Exercise directions. Look for "Some" in each line of the records, and copy the lines that have it.

___ The records

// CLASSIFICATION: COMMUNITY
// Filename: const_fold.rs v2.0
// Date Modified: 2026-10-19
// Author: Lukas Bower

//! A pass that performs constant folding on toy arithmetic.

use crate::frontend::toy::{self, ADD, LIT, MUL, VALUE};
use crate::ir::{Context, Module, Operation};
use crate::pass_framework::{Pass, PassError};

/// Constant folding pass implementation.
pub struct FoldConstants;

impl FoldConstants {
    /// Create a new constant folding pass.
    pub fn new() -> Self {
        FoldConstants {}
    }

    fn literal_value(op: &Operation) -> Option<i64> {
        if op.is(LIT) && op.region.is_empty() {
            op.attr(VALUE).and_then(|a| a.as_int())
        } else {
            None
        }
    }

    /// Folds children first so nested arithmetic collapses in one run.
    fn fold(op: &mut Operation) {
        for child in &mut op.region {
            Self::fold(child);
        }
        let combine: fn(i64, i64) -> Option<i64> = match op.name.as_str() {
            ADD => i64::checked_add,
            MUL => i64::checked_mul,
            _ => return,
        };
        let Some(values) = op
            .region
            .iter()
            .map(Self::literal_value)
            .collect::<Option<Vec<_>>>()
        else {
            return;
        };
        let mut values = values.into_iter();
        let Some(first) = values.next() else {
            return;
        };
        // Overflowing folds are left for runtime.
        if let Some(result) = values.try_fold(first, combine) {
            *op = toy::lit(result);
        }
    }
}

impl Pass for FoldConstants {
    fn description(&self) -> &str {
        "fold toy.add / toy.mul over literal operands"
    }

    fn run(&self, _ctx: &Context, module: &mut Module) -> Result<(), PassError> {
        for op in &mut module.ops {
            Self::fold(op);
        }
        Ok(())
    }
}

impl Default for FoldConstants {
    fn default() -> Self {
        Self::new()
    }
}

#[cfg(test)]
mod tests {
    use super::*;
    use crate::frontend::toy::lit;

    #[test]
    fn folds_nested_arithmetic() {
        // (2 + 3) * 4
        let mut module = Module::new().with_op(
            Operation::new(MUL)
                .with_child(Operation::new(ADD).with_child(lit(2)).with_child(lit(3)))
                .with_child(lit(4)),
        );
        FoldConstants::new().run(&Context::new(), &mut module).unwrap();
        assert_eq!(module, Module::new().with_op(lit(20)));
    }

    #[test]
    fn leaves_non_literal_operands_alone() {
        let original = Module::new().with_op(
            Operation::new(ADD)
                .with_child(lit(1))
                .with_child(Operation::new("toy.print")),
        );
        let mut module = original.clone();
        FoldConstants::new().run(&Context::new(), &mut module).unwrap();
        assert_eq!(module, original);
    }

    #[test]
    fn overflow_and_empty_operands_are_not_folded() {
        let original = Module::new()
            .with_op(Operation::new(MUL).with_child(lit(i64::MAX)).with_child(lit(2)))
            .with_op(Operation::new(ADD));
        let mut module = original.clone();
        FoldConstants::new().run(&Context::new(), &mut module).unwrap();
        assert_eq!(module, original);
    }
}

______

Answer to the problem.
        let Some(values) = op
        let Some(first) = values.next() else {
        if let Some(result) = values.try_fold(first, combine) {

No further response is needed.